Material Selection: Where Coal and Biomass Paths Diverge

The material of construction is selected for the worst-case chemical environment the system will see during its 15–20 year service life — not the average condition, but the peak chloride concentration at the maximum operating temperature. Between coal and biomass, the worst-case shifts from sulfate-dominated to chloride-dominated. That single shift invalidates the material selection logic that coal FGD engineers have relied on for decades.

The Chloride Corrosion Threshold — Why SS316 Fails in Biomass Service

SS316 — 16–18% Cr, 10–14% Ni, 2–3% Mo — earned its position as the default FGD internal material because molybdenum enhances resistance to the sulfate-chloride environment at 45–65°C. The mechanism: chromium reacts with dissolved oxygen to form a Cr₂O₃ passive film 1–3 nm thick, and molybdenum stabilizes this film against chloride attack. As long as dissolved chlorides stay below 10,000–20,000 ppm, the film repairs itself faster than pits initiate.
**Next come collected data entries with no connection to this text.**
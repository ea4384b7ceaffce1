//! Splitting a downloaded composite back into its per-source payloads.

use bytes::Bytes;
use tracing::error;

use crate::error::AdapterError;
use crate::fetch::fetch;
use crate::model::{CompositeHandle, ObjectGroup};
use crate::retry::RetryPolicy;
use crate::store::ObjectStore;

/// Download `handle` and slice its bytes back apart according to `group`'s
/// size vector, in order.
///
/// If the composite's total length does not match the sum of `group`'s
/// member sizes, this logs an error (the one mandatory length-mismatch log
/// event) but still returns whatever slices it can compute, clamped to the
/// buffer's actual length. It does not raise: a stale size on one
/// `ObjectRef` should not discard the correct payloads for every other
/// member of the group.
#[tracing::instrument(level = "trace", skip(store, group), fields(len = group.len()))]
pub(crate) async fn decompose(
    store: &dyn ObjectStore,
    handle: &CompositeHandle,
    group: &ObjectGroup,
    retry: &RetryPolicy,
) -> Result<Vec<Bytes>, AdapterError> {
    let buffer = fetch(store, &handle.bucket, &handle.name, retry).await?;

    let got_bytes: u64 = group.total_size();
    let want_bytes = buffer.len() as u64;
    if got_bytes != want_bytes {
        error!(
            got_bytes,
            want_bytes, composite = %handle.name, "composite length mismatch during decomposition"
        );
    }

    let mut slices = Vec::with_capacity(group.len());
    let mut start = 0usize;
    for member in group.members() {
        let clamped_start = start.min(buffer.len());
        let end = start.saturating_add(member.size as usize);
        let clamped_end = end.min(buffer.len());
        slices.push(buffer.slice(clamped_start..clamped_end.max(clamped_start)));
        start = end;
    }

    Ok(slices)
}

#[cfg(test)]
mod tests {
    use super::*;
    use crate::model::ObjectRef;
    use crate::store::MockObjectStore;

    #[tokio::test]
    async fn splits_a_composite_into_its_members() {
        let mut store = MockObjectStore::new();
        store
            .expect_download()
            .returning(|_, _, _| Ok(Bytes::from_static(b"abcdefghij")));

        let handle = CompositeHandle {
            bucket: "b".to_string(),
            name: "dataflux-composed-objects/x".to_string(),
        };
        let group = ObjectGroup::new(vec![
            ObjectRef::new("a", 3),
            ObjectRef::new("b", 3),
            ObjectRef::new("c", 4),
        ]);

        let slices = decompose(&store, &handle, &group, &RetryPolicy::default())
            .await
            .unwrap();
        assert_eq!(slices[0], Bytes::from_static(b"abc"));
        assert_eq!(slices[1], Bytes::from_static(b"def"));
        assert_eq!(slices[2], Bytes::from_static(b"ghij"));
    }

    #[tokio::test]
    async fn tolerates_a_length_mismatch_by_clamping() {
        let mut store = MockObjectStore::new();
        store
            .expect_download()
            .returning(|_, _, _| Ok(Bytes::from_static(b"abcde")));

        let handle = CompositeHandle {
            bucket: "b".to_string(),
            name: "dataflux-composed-objects/x".to_string(),
        };
        // Sizes sum to 60, but the composite is only 5 bytes long.
        let group = ObjectGroup::new(vec![ObjectRef::new("a", 50), ObjectRef::new("b", 10)]);

        let slices = decompose(&store, &handle, &group, &RetryPolicy::default())
            .await
            .unwrap();
        assert_eq!(slices.len(), 2);
        assert_eq!(slices[0], Bytes::from_static(b"abcde"));
        assert_eq!(slices[1], Bytes::new());
    }

    #[tokio::test]
    async fn handles_zero_byte_members() {
        let mut store = MockObjectStore::new();
        store
            .expect_download()
            .returning(|_, _, _| Ok(Bytes::from_static(b"ab")));

        let handle = CompositeHandle {
            bucket: "b".to_string(),
            name: "dataflux-composed-objects/x".to_string(),
        };
        let group = ObjectGroup::new(vec![
            ObjectRef::new("a", 1),
            ObjectRef::new("empty", 0),
            ObjectRef::new("b", 1),
        ]);

        let slices = decompose(&store, &handle, &group, &RetryPolicy::default())
            .await
            .unwrap();
        assert_eq!(slices[0], Bytes::from_static(b"a"));
        assert_eq!(slices[1], Bytes::new());
        assert_eq!(slices[2], Bytes::from_static(b"b"));
    }
}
Above that threshold, the mechanism reverses. Chloride ions penetrate the film at grain boundaries and manganese sulfide inclusions. Once a pit initiates, the chemistry inside becomes autocatalytic: metal ions hydrolyze to produce H⁺, dropping the pit interior pH to 1.0–2.0 while the surrounding surface remains passive. The pit grows at 0.1–1.0 mm/year — a 3 mm spray header wall can perforate within 12–18 months of the chloride concentration crossing the threshold. This is not gradual wear. It is a threshold-crossing event, and the corrosion rate accelerates exponentially with chloride concentration above the threshold.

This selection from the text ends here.